With this in mind, duplicated content is one of the (many) things at the front our minds right now as Search Marketers. Besides some of the inherent issues that some CMS’s can cause due to complicated URLs, filters, facets and all the rest, one for the most common issues and questions about duplicate content is internationalisation. This is what I wanted to focus on in this post.
French, English, German, Russian
Google generally isn’t fussed about duplicate content in multiple languages; they understand that this isn’t always possible providing the content is targeted at different countries. However, it’s not always that easy, depending on the website you’re trying to achieve this international visibility.
The ultimate question is “what about English content for the UK and English content for the States?” Sure both sides of the pond have their vocabulary differences; Mom/Mum, labor/labour to name a few. These language differences in spelling provide a strong indication to Google that specific content is targeted at specific countries, but it doesn’t end there.

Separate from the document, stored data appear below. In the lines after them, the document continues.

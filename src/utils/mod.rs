//! Utility functions and data structures.
//!
//! - [`app_data`] - Configuration file in the app data directory (XDG-compliant)
//! - [`text`] - Case folding and per-temple searchable text

pub mod app_data;
pub mod text;

pub use app_data::*;
pub use text::*;
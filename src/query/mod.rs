pub mod cache;
pub mod executor;
pub mod filter;
pub mod insights;
pub mod scorer;
pub mod state;

pub use cache::{CacheStats, QueryCache};
pub use executor::{run_query, QueryEngine, QueryOutput, ScoredResult};
pub use filter::matches;
pub use insights::{aggregate, Insights};
pub use scorer::{NormalizedQuery, Scorer, ScoringWeights};
pub use state::{QueryState, SortOrder};
//! Aggregate statistics over the current result list.
//!
//! Recomputed from scratch for every result list. Counting ties go to the
//! value that appeared first while walking the results in their current order.

use crate::query::executor::ScoredResult;
use rustc_hash::{FxHashMap, FxHashSet};
use serde::Serialize;

/// Summary of a result list. `None` marks a statistic as unavailable.
#[derive(Debug, Clone, Default, PartialEq, Eq, Serialize)]
pub struct Insights {
    pub unique_countries: usize,
    pub most_common_tradition: Option<String>,
    pub average_founded_year: Option<i64>,
    pub standout_feature: Option<String>,
}

/// Compute insights over `results`
pub fn aggregate(results: &[ScoredResult<'_>]) -> Insights {
    let unique_countries = results
        .iter()
        .map(|r| r.temple.country.as_str())
        .collect::<FxHashSet<&str>>()
        .len();

    let most_common_tradition = most_frequent(results.iter().map(|r| r.temple.tradition.as_str()));

    let standout_feature = most_frequent(
        results
            .iter()
            .flat_map(|r| r.temple.features.iter().map(String::as_str)),
    );

    Insights {
        unique_countries,
        most_common_tradition,
        average_founded_year: average_year(results),
        standout_feature,
    }
}

/// Mean founding year, halves rounded toward positive infinity
fn average_year(results: &[ScoredResult<'_>]) -> Option<i64> {
    if results.is_empty() {
        return None;
    }
    let sum: i64 = results.iter().map(|r| r.temple.founded as i64).sum();
    let mean = sum as f64 / results.len() as f64;
    Some((mean + 0.5).floor() as i64)
}

/// Most frequent value; ties resolved by first appearance
fn most_frequent<'a>(values: impl Iterator<Item = &'a str>) -> Option<String> {
    let mut counts: FxHashMap<&str, usize> = FxHashMap::default();
    let mut order: Vec<&str> = Vec::new();

    for value in values {
        let count = counts.entry(value).or_insert(0);
        if *count == 0 {
            order.push(value);
        }
        *count += 1;
    }

    let mut best: Option<(&str, usize)> = None;
    for value in order {
        let count = counts[value];
        if best.is_none_or(|(_, best_count)| count > best_count) {
            best = Some((value, count));
        }
    }

    best.map(|(value, _)| value.to_string())
}
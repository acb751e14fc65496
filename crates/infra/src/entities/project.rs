use serde::{Deserialize, Serialize};

use docrepo_core::{Entity, EntityId, EntitySchema, FieldKind, Reference, ReferenceField};

use super::Account;

/// Soft-deleted: removal stamps `deletedAt` and hides the project.
#[derive(Debug, Clone, PartialEq, Serialize, Deserialize)]
#[serde(rename_all = "camelCase")]
pub struct Project {
    pub id: String,
    pub account: Reference<Account>,
    pub name: String,
    #[serde(default)]
    pub members: Vec<EntityId>,
    pub created_at: bson::DateTime,
    pub updated_at: bson::DateTime,
}

impl Entity for Project {
    const NAME: &'static str = "project";

    fn schema() -> EntitySchema {
        EntitySchema::new("projects")
            .required("name", FieldKind::String)
            .reference(ReferenceField::one("account", "account").required().populated())
            .reference(ReferenceField::many("members", "user"))
            .soft_delete()
    }
}
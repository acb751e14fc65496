use serde::{Deserialize, Serialize};

use docrepo_core::{Entity, EntitySchema, FieldKind, Reference, ReferenceField};

use super::Account;

#[derive(Debug, Clone, PartialEq, Serialize, Deserialize)]
#[serde(rename_all = "camelCase")]
pub struct Webhook {
    pub id: String,
    pub account: Reference<Account>,
    pub url: String,
    /// Event names delivered to `url`.
    #[serde(default)]
    pub events: Vec<String>,
    #[serde(default = "enabled")]
    pub active: bool,
    pub created_at: bson::DateTime,
    pub updated_at: bson::DateTime,
}

fn enabled() -> bool {
    true
}

impl Webhook {
    pub fn subscribes_to(&self, event: &str) -> bool {
        self.active && self.events.iter().any(|e| e == event)
    }
}

impl Entity for Webhook {
    const NAME: &'static str = "webhook";

    fn schema() -> EntitySchema {
        EntitySchema::new("webhooks")
            .required("url", FieldKind::String)
            .defaulted("events", FieldKind::Strings)
            .defaulted("active", FieldKind::Bool)
            .reference(ReferenceField::one("account", "account").required())
    }
}
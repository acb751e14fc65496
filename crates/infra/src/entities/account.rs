use serde::{Deserialize, Serialize};

use docrepo_core::{Entity, EntityId, EntitySchema, FieldKind, Reference, ReferenceField};

use super::User;

/// Billing and tenancy root.
#[derive(Debug, Clone, PartialEq, Serialize, Deserialize)]
#[serde(rename_all = "camelCase")]
pub struct Account {
    pub id: String,
    pub name: String,
    #[serde(default, skip_serializing_if = "Option::is_none")]
    pub owner: Option<Reference<User>>,
    #[serde(default, skip_serializing_if = "Option::is_none")]
    pub plan: Option<String>,
    /// Members; changed through the collection operations only.
    #[serde(default)]
    pub users: Vec<EntityId>,
    pub created_at: bson::DateTime,
    pub updated_at: bson::DateTime,
}

impl Entity for Account {
    const NAME: &'static str = "account";

    fn schema() -> EntitySchema {
        EntitySchema::new("accounts")
            .required("name", FieldKind::String)
            .optional("plan", FieldKind::String)
            .reference(ReferenceField::one("owner", "user"))
            .reference(ReferenceField::many("users", "user").guarded())
    }
}
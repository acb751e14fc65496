//! Store-native identifiers.

use core::str::FromStr;

use bson::Bson;
use bson::oid::ObjectId;
use chrono::{DateTime, Utc};
use serde::de::Error as _;
use serde::{Deserialize, Deserializer, Serialize, Serializer};
use thiserror::Error;

/// Identity of a persisted entity.
///
/// Wraps the store's native `ObjectId`. Callers only ever see the canonical
/// 24-character lowercase hex rendering.
#[derive(Debug, Copy, Clone, PartialEq, Eq, Hash)]
pub struct EntityId(ObjectId);

/// A string that is not a valid identity rendering.
#[derive(Debug, Clone, Error, PartialEq, Eq)]
#[error("malformed entity id `{value}`: expected 24 hexadecimal characters")]
pub struct IdParseError {
    pub value: String,
}

impl EntityId {
    /// Mint a fresh identity.
    pub fn new() -> Self {
        Self(ObjectId::new())
    }

    pub fn from_object_id(oid: ObjectId) -> Self {
        Self(oid)
    }

    pub fn as_object_id(&self) -> &ObjectId {
        &self.0
    }

    pub fn parse(s: &str) -> Result<Self, IdParseError> {
        ObjectId::parse_str(s).map(Self).map_err(|_| IdParseError {
            value: s.to_string(),
        })
    }

    /// Read an identity out of a stored or caller-supplied value.
    ///
    /// Accepts a native `ObjectId` or its hex rendering; anything else is `None`.
    pub fn from_bson(value: &Bson) -> Option<Self> {
        match value {
            Bson::ObjectId(oid) => Some(Self(*oid)),
            Bson::String(s) => Self::parse(s).ok(),
            _ => None,
        }
    }

    pub fn to_hex(&self) -> String {
        self.0.to_hex()
    }

    /// Creation instant embedded in the identity (second precision).
    pub fn generated_at(&self) -> DateTime<Utc> {
        self.0.timestamp().to_chrono()
    }
}

impl Default for EntityId {
    fn default() -> Self {
        Self::new()
    }
}

impl core::fmt::Display for EntityId {
    fn fmt(&self, f: &mut core::fmt::Formatter<'_>) -> core::fmt::Result {
        f.write_str(&self.0.to_hex())
    }
}

impl FromStr for EntityId {
    type Err = IdParseError;

    fn from_str(s: &str) -> Result<Self, Self::Err> {
        Self::parse(s)
    }
}

impl From<ObjectId> for EntityId {
    fn from(value: ObjectId) -> Self {
        Self(value)
    }
}

impl From<EntityId> for ObjectId {
    fn from(value: EntityId) -> Self {
        value.0
    }
}

impl From<EntityId> for Bson {
    fn from(value: EntityId) -> Self {
        Bson::ObjectId(value.0)
    }
}

impl Serialize for EntityId {
    fn serialize<S: Serializer>(&self, serializer: S) -> Result<S::Ok, S::Error> {
        self.0.serialize(serializer)
    }
}

impl<'de> Deserialize<'de> for EntityId {
    fn deserialize<D: Deserializer<'de>>(deserializer: D) -> Result<Self, D::Error> {
        let value = Bson::deserialize(deserializer)?;
        Self::from_bson(&value)
            .ok_or_else(|| D::Error::custom(format!("expected an entity id, found {value}")))
    }
}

Sub Folders and Sub Domains
Ideally, this is the way to go about things. Divide the content up into country specific folders or subdomains. That way, there is a clear indication of which is which and you can also control geographic targeting through Google’s Webmaster Tools. But, again, that’s not always possible either.
If you can’t implement anything
I recently had a situation where we needed to implement changes across a site to demonstrate that content was divided between the UK and US. Unfortunately, due to the CMS we were unable to implement the usual methods such as <head> changes using hreflang tags, sub folders, addresses in footers and everything in between. So we needed a solution that by passed that completely but still allowed us to show search engines that particular content was meant for particular geographies.
In March 2012 Google introduced a new way of being able to differentiate content geographically. This is through the use of the sitemap.xml file. The method employees the use of the rel=”alternate” and hreflang=”x” annotations, but within the XML file itself.
Let’s say we have a website called www.example.com (original I know) that has three pages targeting two countries: www.example.com/english.html and www.example.com/usa.html. Each has the same content, with a few subtle differences. You can tell Google using the sitemap.xml the equivalent pages in each country using the following syntax:
<url> <loc>http://www.example.com/english.html</loc> <xhtml:link rel=”alternate” hreflang=”en-us” href=”http://www.example.com/usa.html” /> </url>
The part above says “hey, this is content for English speakers in the UK, but this other URL is for English speakers in the US”
Then for the main USA page entry, you use the syntax:
<url><loc>http://www.example.com/usa.html</loc> <xhtml:link rel=”alternate” hreflang=”en-gb” href=”http://www.example.com/english.html” /> </url>
The above says “this URL has content for English speakers in the US, but this alternative URL has content for English speakers in the UK”.
The same goes for content in other countries. For example, you could target German speakers in Switzerland using de-ch. Or target English speaking users in Australia using en-au. Cool stuff.
For a site with hundreds or thousands or even millions of multilingual pages that are crying out for a solution like this, automating the process would be the answer. However, I’m not currently aware of a solution that employs this – I would love to hear from anyone who does know of a sitemap.xml generator that accurately provides this solution.
Hope you find the above useful!